About this task: Print every record word for word.

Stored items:
##########

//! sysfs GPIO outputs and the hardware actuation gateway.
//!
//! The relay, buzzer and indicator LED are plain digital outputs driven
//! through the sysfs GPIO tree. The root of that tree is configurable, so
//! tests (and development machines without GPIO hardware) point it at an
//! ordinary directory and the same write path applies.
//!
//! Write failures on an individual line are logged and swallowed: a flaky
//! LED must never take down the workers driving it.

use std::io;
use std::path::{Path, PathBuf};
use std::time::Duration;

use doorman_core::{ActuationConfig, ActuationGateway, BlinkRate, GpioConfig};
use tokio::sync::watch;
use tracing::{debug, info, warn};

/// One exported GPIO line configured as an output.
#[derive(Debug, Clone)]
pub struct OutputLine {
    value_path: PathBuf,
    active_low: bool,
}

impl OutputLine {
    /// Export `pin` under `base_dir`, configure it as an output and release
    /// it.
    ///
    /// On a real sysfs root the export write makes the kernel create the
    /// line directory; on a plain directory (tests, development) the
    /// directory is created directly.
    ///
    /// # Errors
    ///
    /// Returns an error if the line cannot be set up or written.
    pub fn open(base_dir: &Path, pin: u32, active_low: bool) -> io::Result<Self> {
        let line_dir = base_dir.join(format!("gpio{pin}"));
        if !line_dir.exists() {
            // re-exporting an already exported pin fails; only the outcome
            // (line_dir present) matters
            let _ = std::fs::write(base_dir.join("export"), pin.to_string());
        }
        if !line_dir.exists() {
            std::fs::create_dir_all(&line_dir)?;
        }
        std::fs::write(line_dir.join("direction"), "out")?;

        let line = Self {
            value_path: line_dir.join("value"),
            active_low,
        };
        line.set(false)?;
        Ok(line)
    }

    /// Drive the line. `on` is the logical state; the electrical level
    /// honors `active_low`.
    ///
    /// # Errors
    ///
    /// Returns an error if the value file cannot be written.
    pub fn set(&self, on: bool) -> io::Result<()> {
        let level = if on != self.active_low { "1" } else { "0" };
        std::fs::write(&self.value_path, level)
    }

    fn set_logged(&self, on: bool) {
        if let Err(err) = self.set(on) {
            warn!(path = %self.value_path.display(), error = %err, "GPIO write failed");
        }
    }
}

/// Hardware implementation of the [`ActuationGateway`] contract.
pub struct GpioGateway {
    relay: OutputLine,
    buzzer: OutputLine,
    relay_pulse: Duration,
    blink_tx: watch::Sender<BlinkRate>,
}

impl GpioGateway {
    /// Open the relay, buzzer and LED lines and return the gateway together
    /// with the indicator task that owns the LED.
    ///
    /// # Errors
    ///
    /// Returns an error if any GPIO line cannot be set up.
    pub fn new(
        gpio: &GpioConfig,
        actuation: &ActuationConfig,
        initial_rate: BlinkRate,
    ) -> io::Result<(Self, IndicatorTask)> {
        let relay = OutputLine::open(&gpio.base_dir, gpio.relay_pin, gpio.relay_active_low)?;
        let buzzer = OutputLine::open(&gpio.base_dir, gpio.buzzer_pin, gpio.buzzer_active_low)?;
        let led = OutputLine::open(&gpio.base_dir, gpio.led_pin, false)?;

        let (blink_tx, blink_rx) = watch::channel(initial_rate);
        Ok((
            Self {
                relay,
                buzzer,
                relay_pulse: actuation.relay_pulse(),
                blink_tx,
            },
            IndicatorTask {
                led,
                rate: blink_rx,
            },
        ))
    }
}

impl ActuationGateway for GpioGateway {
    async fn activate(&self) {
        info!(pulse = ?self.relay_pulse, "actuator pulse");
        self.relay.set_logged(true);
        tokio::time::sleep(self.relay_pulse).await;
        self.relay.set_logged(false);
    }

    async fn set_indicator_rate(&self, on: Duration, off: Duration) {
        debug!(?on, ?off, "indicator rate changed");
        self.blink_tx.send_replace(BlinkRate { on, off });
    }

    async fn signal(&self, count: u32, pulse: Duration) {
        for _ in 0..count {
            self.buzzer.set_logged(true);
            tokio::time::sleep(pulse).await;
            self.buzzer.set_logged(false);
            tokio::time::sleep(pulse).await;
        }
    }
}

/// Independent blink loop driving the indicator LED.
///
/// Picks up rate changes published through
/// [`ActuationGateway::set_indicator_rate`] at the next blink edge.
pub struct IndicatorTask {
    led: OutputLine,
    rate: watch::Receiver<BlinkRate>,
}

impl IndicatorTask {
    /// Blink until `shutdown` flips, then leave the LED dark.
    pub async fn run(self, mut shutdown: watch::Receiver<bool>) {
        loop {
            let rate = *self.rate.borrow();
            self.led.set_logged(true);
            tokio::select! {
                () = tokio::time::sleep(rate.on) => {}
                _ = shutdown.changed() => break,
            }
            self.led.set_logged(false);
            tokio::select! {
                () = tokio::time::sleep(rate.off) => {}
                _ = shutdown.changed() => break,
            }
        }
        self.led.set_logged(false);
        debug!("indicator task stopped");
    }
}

##########

Task solution:
//! sysfs GPIO outputs and the hardware actuation gateway.
//!
//! The relay, buzzer and indicator LED are plain digital outputs driven
//! through the sysfs GPIO tree. The root of that tree is configurable, so
//! tests (and development machines without GPIO hardware) point it at an
//! ordinary directory and the same write path applies.
//!
//! Write failures on an individual line are logged and swallowed: a flaky
//! LED must never take down the workers driving it.

use std::io;
use std::path::{Path, PathBuf};
use std::time::Duration;

use doorman_core::{ActuationConfig, ActuationGateway, BlinkRate, GpioConfig};
use tokio::sync::watch;
use tracing::{debug, info, warn};

/// One exported GPIO line configured as an output.
#[derive(Debug, Clone)]
pub struct OutputLine {
    value_path: PathBuf,
    active_low: bool,
}

impl OutputLine {
    /// Export `pin` under `base_dir`, configure it as an output and release
    /// it.
    ///
    /// On a real sysfs root the export write makes the kernel create the
    /// line directory; on a plain directory (tests, development) the
    /// directory is created directly.
    ///
    /// # Errors
    ///
    /// Returns an error if the line cannot be set up or written.
    pub fn open(base_dir: &Path, pin: u32, active_low: bool) -> io::Result<Self> {
        let line_dir = base_dir.join(format!("gpio{pin}"));
        if !line_dir.exists() {
            // re-exporting an already exported pin fails; only the outcome
            // (line_dir present) matters
            let _ = std::fs::write(base_dir.join("export"), pin.to_string());
        }
        if !line_dir.exists() {
            std::fs::create_dir_all(&line_dir)?;
        }
        std::fs::write(line_dir.join("direction"), "out")?;

        let line = Self {
            value_path: line_dir.join("value"),
            active_low,
        };
        line.set(false)?;
        Ok(line)
    }

    /// Drive the line. `on` is the logical state; the electrical level
    /// honors `active_low`.
    ///
    /// # Errors
    ///
    /// Returns an error if the value file cannot be written.
    pub fn set(&self, on: bool) -> io::Result<()> {
        let level = if on != self.active_low { "1" } else { "0" };
        std::fs::write(&self.value_path, level)
    }

    fn set_logged(&self, on: bool) {
        if let Err(err) = self.set(on) {
            warn!(path = %self.value_path.display(), error = %err, "GPIO write failed");
        }
    }
}

/// Hardware implementation of the [`ActuationGateway`] contract.
pub struct GpioGateway {
    relay: OutputLine,
    buzzer: OutputLine,
    relay_pulse: Duration,
    blink_tx: watch::Sender<BlinkRate>,
}

impl GpioGateway {
    /// Open the relay, buzzer and LED lines and return the gateway together
    /// with the indicator task that owns the LED.
    ///
    /// # Errors
    ///
    /// Returns an error if any GPIO line cannot be set up.
    pub fn new(
        gpio: &GpioConfig,
        actuation: &ActuationConfig,
        initial_rate: BlinkRate,
    ) -> io::Result<(Self, IndicatorTask)> {
        let relay = OutputLine::open(&gpio.base_dir, gpio.relay_pin, gpio.relay_active_low)?;
        let buzzer = OutputLine::open(&gpio.base_dir, gpio.buzzer_pin, gpio.buzzer_active_low)?;
        let led = OutputLine::open(&gpio.base_dir, gpio.led_pin, false)?;

        let (blink_tx, blink_rx) = watch::channel(initial_rate);
        Ok((
            Self {
                relay,
                buzzer,
                relay_pulse: actuation.relay_pulse(),
                blink_tx,
            },
            IndicatorTask {
                led,
                rate: blink_rx,
            },
        ))
    }
}

impl ActuationGateway for GpioGateway {
    async fn activate(&self) {
        info!(pulse = ?self.relay_pulse, "actuator pulse");
        self.relay.set_logged(true);
        tokio::time::sleep(self.relay_pulse).await;
        self.relay.set_logged(false);
    }

    async fn set_indicator_rate(&self, on: Duration, off: Duration) {
        debug!(?on, ?off, "indicator rate changed");
        self.blink_tx.send_replace(BlinkRate { on, off });
    }

    async fn signal(&self, count: u32, pulse: Duration) {
        for _ in 0..count {
            self.buzzer.set_logged(true);
            tokio::time::sleep(pulse).await;
            self.buzzer.set_logged(false);
            tokio::time::sleep(pulse).await;
        }
    }
}

/// Independent blink loop driving the indicator LED.
///
/// Picks up rate changes published through
/// [`ActuationGateway::set_indicator_rate`] at the next blink edge.
pub struct IndicatorTask {
    led: OutputLine,
    rate: watch::Receiver<BlinkRate>,
}

impl IndicatorTask {
    /// Blink until `shutdown` flips, then leave the LED dark.
    pub async fn run(self, mut shutdown: watch::Receiver<bool>) {
        loop {
            let rate = *self.rate.borrow();
            self.led.set_logged(true);
            tokio::select! {
                () = tokio::time::sleep(rate.on) => {}
                _ = shutdown.changed() => break,
            }
            self.led.set_logged(false);
            tokio::select! {
                () = tokio::time::sleep(rate.off) => {}
                _ = shutdown.changed() => break,
            }
        }
        self.led.set_logged(false);
        debug!("indicator task stopped");
    }
}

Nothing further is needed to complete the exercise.